(INPUT MATERIAL Opens)

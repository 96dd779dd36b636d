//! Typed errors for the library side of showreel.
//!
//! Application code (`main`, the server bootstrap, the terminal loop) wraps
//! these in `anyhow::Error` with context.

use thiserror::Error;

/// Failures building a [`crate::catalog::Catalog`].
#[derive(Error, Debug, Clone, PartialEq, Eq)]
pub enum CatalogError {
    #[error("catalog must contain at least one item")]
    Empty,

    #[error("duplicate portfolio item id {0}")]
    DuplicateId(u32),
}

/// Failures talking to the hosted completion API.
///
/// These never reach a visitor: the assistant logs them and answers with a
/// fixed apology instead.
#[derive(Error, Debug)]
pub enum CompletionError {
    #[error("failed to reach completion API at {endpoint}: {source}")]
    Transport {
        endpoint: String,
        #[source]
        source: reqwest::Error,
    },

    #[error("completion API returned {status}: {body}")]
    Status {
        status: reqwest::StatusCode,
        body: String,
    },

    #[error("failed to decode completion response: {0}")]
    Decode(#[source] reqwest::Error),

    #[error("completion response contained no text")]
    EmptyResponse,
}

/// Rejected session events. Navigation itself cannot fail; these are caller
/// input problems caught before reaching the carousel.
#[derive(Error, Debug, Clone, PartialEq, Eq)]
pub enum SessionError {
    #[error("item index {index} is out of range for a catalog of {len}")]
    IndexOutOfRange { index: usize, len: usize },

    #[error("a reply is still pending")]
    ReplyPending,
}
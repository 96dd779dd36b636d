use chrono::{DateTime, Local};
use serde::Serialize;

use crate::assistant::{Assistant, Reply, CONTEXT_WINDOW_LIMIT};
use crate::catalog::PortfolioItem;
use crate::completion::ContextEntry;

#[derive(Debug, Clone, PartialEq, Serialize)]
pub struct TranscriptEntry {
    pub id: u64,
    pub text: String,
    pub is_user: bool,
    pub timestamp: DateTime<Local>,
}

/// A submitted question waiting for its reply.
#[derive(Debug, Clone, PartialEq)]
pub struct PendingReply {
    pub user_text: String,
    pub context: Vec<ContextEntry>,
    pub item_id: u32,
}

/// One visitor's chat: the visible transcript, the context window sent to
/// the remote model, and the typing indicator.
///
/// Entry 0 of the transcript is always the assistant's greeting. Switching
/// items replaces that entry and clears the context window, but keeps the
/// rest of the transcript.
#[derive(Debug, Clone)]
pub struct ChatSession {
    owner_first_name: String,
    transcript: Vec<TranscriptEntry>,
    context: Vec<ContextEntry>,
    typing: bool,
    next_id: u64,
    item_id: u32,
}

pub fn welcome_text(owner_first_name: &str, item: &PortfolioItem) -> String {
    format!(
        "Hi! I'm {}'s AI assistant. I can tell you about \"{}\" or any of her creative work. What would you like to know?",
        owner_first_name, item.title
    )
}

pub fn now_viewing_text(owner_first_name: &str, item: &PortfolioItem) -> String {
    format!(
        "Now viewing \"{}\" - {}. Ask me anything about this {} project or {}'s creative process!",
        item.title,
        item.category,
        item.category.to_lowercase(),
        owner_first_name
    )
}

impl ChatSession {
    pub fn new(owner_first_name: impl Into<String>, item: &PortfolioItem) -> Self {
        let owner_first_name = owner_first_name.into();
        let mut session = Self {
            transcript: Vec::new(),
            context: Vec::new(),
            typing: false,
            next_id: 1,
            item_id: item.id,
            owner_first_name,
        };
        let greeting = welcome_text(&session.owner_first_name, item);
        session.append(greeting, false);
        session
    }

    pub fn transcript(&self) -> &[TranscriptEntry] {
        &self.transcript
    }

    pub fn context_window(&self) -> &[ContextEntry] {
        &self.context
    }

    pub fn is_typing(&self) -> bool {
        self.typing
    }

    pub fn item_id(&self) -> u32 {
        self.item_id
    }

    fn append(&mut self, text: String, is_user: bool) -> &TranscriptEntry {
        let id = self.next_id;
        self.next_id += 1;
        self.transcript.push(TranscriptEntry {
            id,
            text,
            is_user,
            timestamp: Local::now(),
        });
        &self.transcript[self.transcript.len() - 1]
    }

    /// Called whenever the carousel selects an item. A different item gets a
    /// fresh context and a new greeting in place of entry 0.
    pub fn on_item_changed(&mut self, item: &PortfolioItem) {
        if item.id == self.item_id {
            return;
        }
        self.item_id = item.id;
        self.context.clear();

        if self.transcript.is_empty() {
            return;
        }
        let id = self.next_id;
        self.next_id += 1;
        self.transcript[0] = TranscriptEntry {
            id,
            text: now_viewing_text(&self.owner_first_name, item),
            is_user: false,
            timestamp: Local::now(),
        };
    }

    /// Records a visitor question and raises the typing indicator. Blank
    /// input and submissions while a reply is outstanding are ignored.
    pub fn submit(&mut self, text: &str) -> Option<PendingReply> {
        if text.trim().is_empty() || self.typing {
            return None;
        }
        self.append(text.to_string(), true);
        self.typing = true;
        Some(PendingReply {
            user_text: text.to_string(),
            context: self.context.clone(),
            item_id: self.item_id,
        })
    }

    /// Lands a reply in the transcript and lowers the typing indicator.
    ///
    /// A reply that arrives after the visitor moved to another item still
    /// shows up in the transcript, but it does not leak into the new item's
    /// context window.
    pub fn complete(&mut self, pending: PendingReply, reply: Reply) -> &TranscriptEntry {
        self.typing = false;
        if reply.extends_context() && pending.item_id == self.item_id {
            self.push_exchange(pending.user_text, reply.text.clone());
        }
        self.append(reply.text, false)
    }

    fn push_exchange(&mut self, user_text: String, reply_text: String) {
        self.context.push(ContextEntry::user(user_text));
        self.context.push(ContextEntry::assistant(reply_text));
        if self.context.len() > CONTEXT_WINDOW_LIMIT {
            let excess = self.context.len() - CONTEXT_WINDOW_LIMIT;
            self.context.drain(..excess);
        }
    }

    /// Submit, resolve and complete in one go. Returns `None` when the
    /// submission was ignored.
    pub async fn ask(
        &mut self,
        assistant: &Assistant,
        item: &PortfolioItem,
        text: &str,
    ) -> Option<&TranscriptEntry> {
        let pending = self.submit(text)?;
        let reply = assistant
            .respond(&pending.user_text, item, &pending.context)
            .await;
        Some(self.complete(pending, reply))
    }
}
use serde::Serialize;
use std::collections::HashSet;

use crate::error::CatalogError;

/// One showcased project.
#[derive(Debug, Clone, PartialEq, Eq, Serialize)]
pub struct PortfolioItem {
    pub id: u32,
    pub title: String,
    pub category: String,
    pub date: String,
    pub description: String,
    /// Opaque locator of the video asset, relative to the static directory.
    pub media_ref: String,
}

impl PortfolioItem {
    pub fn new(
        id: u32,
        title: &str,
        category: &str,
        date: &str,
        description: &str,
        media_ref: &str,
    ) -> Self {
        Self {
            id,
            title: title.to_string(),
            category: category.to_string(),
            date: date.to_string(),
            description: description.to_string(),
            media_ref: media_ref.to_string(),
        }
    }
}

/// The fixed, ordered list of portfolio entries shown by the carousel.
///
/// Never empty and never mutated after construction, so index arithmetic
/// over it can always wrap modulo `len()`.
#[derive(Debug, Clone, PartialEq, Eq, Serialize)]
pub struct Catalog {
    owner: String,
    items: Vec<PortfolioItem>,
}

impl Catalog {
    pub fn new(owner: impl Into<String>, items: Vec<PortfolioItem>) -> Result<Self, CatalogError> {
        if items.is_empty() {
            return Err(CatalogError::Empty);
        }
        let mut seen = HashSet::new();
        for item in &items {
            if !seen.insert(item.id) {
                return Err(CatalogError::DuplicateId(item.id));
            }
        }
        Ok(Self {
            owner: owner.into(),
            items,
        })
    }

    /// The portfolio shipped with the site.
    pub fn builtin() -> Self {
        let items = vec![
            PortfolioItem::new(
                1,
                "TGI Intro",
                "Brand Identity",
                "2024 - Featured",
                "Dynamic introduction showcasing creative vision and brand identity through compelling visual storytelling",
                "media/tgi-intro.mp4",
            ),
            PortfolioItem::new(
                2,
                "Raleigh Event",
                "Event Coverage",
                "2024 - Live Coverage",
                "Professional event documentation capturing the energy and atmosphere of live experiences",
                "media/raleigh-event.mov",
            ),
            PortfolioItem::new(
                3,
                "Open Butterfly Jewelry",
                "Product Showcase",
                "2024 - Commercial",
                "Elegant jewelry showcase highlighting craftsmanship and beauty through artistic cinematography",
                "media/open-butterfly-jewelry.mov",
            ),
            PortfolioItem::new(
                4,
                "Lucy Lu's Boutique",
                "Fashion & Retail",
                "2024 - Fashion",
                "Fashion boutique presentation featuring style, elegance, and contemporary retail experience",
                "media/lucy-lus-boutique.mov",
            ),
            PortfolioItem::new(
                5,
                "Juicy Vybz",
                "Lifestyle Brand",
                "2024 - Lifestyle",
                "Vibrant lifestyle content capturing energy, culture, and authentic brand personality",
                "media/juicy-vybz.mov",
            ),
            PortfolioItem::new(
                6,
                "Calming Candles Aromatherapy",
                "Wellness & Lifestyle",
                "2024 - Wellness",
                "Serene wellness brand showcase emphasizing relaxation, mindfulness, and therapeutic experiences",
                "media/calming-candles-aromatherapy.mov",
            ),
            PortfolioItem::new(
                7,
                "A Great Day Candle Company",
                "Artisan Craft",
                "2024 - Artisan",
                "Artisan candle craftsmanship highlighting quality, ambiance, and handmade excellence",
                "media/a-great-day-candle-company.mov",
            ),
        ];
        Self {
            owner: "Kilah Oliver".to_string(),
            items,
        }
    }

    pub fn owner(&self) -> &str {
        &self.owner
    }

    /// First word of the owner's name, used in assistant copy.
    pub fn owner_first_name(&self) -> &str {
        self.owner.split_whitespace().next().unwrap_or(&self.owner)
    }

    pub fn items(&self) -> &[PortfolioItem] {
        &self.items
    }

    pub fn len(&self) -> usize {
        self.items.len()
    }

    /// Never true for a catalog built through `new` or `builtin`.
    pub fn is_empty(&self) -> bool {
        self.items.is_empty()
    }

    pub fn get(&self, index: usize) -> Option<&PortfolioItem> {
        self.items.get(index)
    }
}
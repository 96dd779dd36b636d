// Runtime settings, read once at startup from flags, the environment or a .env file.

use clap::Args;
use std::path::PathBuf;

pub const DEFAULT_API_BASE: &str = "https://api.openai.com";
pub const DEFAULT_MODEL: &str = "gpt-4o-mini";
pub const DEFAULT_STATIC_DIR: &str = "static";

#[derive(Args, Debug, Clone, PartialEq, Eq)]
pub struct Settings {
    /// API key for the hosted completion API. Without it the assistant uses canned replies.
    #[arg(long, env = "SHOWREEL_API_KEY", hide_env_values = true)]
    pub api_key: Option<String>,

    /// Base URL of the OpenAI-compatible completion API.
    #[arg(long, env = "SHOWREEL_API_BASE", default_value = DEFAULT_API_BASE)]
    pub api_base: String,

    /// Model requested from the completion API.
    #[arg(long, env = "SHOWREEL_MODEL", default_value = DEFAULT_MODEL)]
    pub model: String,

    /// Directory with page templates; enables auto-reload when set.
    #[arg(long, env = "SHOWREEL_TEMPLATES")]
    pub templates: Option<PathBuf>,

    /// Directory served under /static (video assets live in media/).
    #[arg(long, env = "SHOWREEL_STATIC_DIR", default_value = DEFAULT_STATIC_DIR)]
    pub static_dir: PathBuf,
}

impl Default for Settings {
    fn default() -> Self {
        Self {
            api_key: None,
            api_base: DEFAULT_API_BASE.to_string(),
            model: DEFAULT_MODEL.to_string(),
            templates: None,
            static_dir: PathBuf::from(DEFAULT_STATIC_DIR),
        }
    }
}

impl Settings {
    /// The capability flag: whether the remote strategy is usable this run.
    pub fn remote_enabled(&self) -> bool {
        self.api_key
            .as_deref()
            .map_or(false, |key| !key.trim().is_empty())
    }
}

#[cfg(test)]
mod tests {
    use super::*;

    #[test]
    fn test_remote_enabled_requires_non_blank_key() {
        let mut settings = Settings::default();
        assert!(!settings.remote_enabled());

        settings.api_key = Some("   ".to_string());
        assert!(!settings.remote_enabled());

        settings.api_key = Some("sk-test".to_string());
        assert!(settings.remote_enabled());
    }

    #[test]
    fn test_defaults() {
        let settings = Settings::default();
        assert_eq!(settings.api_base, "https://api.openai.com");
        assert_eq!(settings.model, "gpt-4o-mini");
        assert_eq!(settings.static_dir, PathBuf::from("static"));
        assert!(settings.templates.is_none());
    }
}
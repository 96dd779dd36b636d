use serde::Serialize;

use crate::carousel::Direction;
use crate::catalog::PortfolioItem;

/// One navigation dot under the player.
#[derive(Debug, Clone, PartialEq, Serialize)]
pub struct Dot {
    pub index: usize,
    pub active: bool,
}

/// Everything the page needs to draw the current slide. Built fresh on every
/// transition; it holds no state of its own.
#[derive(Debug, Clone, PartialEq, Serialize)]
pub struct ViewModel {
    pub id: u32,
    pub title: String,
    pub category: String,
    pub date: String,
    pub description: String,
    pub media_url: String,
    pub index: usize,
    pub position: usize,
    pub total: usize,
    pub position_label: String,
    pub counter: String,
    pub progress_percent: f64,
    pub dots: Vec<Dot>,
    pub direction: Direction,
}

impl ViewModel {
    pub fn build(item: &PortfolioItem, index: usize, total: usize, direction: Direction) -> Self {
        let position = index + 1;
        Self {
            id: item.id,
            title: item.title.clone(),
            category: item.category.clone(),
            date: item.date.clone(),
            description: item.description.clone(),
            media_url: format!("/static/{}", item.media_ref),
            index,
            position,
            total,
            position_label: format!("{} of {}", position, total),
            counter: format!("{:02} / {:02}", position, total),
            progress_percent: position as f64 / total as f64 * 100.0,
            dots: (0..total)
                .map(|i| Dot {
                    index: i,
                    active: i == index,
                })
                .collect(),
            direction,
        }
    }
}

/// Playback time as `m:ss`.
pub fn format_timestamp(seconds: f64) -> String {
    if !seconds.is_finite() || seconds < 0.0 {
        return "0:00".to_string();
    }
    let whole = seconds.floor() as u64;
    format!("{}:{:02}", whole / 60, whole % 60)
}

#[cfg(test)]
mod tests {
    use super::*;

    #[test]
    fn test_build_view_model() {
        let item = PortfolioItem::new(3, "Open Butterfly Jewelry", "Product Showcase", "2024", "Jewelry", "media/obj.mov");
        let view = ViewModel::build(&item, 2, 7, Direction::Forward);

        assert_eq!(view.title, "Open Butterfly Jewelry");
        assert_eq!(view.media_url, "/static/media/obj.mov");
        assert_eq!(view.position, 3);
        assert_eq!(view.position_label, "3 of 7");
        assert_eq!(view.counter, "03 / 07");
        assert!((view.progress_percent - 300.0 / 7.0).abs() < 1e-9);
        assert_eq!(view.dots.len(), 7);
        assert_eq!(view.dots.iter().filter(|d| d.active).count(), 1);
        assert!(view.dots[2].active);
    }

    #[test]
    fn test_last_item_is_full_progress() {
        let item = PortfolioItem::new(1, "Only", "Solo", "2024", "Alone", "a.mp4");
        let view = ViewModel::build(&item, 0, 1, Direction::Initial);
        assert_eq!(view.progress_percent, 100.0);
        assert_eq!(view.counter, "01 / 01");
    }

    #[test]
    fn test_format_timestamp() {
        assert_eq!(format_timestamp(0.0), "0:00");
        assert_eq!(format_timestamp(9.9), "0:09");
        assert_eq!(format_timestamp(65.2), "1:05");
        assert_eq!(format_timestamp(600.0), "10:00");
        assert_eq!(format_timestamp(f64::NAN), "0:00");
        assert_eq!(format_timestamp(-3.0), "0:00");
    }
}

(INPUT MATERIAL Closes)

Transcribe the entries above word for word, from the first line through the line containing "answers with a", and nothing else.

■ **RESULT FOR THIS TASK**
repository 96dd779dd36b636d
//! Typed errors for the library side of showreel.
//!
//! Application code (`main`, the server bootstrap, the terminal loop) wraps
//! these in `anyhow::Error` with context.

use thiserror::Error;

/// Failures building a [`crate::catalog::Catalog`].
#[derive(Error, Debug, Clone, PartialEq, Eq)]
pub enum CatalogError {
    #[error("catalog must contain at least one item")]
    Empty,

    #[error("duplicate portfolio item id {0}")]
    DuplicateId(u32),
}

/// Failures talking to the hosted completion API.
///
/// These never reach a visitor: the assistant logs them and answers with a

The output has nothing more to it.